How do I know if my puppy is teething?

If your puppy is around that age, they will most certainly be teething. The main thing that most people will notice is that they are obsessed with chewing! They will try to chew anything and everything and will be quite determined. This is normal puppy behaviour anyway, as puppies learn to explore the world through their mouths. But there is no doubt that the discomfort associated with teething plays its part also. They may also drool a bit more than usual, you may notice small amounts of blood on their toys or in their drool, and of course you may find the teeth themselves. 

What can I do to help?

The best thing you can do is provide plenty of safe, appropriate chew toys for your puppy. This means they can satisfy their need to chew without destroying any of your precious possessions! Try to have a variety of shapes and textures to choose from. Sometimes it can help to put their toys in the fridge or freezer for a little while so that they are cold. The cold can help to soothe their gums. Cold from the fridge vegetables such as carrots can also make chew toys that doubles as a snack! 

If your puppy seems to be in a lot of discomfort then it may be a good idea to take them to the vet, just in case there is something more going on than just standard teething. Do not give your puppy any over the counter human painkillers, or any painkillers that have been prescribed for another dog without speaking to your vet. Not all human medications are suitable for dogs, and not all medications for adult dogs are suitable for puppies. So always check with your vet before giving anything. 

What can go wrong?

Problems are very, very rare – but occasionally puppies can develop what’s called a malocclusion – this means that the permanent teeth erupt in the wrong position and so the upper and lower teeth don’t meet each other correctly. This may cause no problems at all to your puppy’s life, or it may mean that the misplaced teeth cause trauma and pain to the delicate soft tissues of the mouth, which may mean that corrective dentistry is required. 

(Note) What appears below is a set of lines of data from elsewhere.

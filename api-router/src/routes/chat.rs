use axum::{
    extract::{Path, Query, State},
    http::StatusCode,
    response::IntoResponse,
    Extension, Json,
};
use common::storage::types::{
    conversation::{ChatMode, Conversation},
    user::User,
};
use serde::Deserialize;

use crate::{api_state::ApiState, error::ApiError};

#[derive(Debug, Deserialize)]
pub struct CreateConversationRequest {
    pub notebook_id: String,
    pub title: Option<String>,
    #[serde(default)]
    pub mode: ChatMode,
    pub source_id: Option<String>,
}

#[derive(Debug, Deserialize)]
pub struct ListConversationsQuery {
    pub notebook_id: String,
}

#[derive(Debug, Deserialize)]
pub struct SendMessageRequest {
    pub content: String,
    #[serde(default = "default_use_rag")]
    pub use_rag: bool,
}

fn default_use_rag() -> bool {
    true
}

pub async fn create_conversation(
    State(state): State<ApiState>,
    Extension(user): Extension<User>,
    Json(body): Json<CreateConversationRequest>,
) -> Result<impl IntoResponse, ApiError> {
    let conversation = state
        .chat_service()
        .create_conversation(
            &body.notebook_id,
            &user.id,
            body.title,
            body.mode,
            body.source_id,
        )
        .await
        .map_err(ApiError::from)?;
    Ok((StatusCode::CREATED, Json(conversation)))
}

pub async fn list_conversations(
    State(state): State<ApiState>,
    Extension(user): Extension<User>,
    Query(query): Query<ListConversationsQuery>,
) -> Result<impl IntoResponse, ApiError> {
    let conversations = Conversation::list_by_notebook(&query.notebook_id, &user.id, &state.db)
        .await
        .map_err(ApiError::from)?;
    Ok(Json(conversations))
}

pub async fn get_conversation(
    State(state): State<ApiState>,
    Extension(user): Extension<User>,
    Path(id): Path<String>,
) -> Result<impl IntoResponse, ApiError> {
    let conversation = Conversation::get_for_user(&id, &user.id, &state.db)
        .await
        .map_err(ApiError::from)?;
    Ok(Json(conversation))
}

pub async fn send_message(
    State(state): State<ApiState>,
    Extension(user): Extension<User>,
    Path(id): Path<String>,
    Json(body): Json<SendMessageRequest>,
) -> Result<impl IntoResponse, ApiError> {
    if body.content.trim().is_empty() {
        return Err(ApiError::Validation(
            "Message content must not be empty".to_string(),
        ));
    }

    let service = state.chat_service();
    let message = if body.use_rag {
        service
            .send_message_with_rag(&id, &user.id, &body.content)
            .await
    } else {
        service
            .send_message_with_context(&id, &user.id, &body.content)
            .await
    }
    .map_err(ApiError::from)?;

    Ok((StatusCode::CREATED, Json(message)))
}

pub async fn list_messages(
    State(state): State<ApiState>,
    Extension(user): Extension<User>,
    Path(id): Path<String>,
) -> Result<impl IntoResponse, ApiError> {
    let messages = state
        .chat_service()
        .list_messages(&id, &user.id)
        .await
        .map_err(ApiError::from)?;
    Ok(Json(messages))
}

Another problem that can sometimes happen, is that the permanent teeth can erupt before the deciduous teeth have been lost, and sometimes the deciduous teeth can even stay permanently alongside the permanent teeth. This usually causes problems over time, as the teeth will be overcrowded, and so will be prone to extra plaque build up, causing periodontal disease from an early age. If noticed early, these persistent deciduous teeth can be removed easily at an early stage, for instance at the time that your pet is being neutered. 

This is why, if you suspect that your puppy is suffering more than you would expect with teething, it is always a good idea to bring them to the vet.